START TASK MATERIAL
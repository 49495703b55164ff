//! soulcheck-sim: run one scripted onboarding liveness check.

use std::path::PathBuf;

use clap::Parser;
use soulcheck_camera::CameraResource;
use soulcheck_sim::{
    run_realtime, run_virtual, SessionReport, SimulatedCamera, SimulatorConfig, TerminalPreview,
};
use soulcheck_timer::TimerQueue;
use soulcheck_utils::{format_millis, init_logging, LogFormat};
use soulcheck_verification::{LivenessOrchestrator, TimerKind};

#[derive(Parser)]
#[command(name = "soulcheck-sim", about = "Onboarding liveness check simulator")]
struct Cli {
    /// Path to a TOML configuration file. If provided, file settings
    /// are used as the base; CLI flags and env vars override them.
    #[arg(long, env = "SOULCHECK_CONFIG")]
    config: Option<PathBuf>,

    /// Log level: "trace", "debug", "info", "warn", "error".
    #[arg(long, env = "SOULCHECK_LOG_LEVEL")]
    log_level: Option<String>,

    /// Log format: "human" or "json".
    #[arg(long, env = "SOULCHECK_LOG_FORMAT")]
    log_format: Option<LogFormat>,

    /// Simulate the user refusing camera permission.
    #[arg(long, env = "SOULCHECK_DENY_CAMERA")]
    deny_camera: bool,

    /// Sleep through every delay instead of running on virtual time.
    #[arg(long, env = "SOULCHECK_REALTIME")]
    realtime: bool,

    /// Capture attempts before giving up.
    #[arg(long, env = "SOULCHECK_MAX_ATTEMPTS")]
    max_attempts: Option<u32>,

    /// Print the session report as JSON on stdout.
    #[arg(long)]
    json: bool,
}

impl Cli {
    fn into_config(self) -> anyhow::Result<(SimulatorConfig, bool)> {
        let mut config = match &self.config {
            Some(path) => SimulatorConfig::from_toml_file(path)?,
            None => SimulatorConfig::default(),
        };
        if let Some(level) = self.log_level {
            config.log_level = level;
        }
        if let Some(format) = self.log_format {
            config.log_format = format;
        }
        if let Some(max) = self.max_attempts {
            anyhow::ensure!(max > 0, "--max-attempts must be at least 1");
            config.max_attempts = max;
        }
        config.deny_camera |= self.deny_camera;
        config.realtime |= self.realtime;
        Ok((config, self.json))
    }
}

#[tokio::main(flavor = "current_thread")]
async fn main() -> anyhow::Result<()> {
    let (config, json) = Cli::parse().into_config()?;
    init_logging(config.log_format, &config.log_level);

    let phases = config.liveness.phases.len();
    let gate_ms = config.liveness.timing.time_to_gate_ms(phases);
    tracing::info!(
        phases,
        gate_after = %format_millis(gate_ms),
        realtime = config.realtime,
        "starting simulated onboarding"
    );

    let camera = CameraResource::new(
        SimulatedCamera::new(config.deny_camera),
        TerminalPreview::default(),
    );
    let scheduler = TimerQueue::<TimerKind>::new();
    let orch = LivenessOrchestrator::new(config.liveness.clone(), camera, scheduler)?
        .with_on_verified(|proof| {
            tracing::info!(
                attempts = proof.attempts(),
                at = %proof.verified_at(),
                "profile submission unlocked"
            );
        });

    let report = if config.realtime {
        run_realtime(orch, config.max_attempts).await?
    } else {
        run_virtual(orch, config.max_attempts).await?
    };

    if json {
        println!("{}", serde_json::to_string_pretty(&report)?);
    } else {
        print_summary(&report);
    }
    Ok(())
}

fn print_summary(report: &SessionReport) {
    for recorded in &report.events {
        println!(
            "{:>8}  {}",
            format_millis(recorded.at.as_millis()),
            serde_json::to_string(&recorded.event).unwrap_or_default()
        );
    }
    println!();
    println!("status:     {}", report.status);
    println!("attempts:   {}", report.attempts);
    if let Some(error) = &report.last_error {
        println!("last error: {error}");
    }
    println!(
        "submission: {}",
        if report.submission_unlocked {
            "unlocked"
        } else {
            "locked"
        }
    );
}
END TASK MATERIAL
__WORK INSTRUCTIONS__
Looking at the records above, which lines contain "error"? Copy those lines.

__ANSWER AREA__
    /// Log level: "trace", "debug", "info", "warn", "error".
    if let Some(error) = &report.last_error {
        println!("last error: {error}");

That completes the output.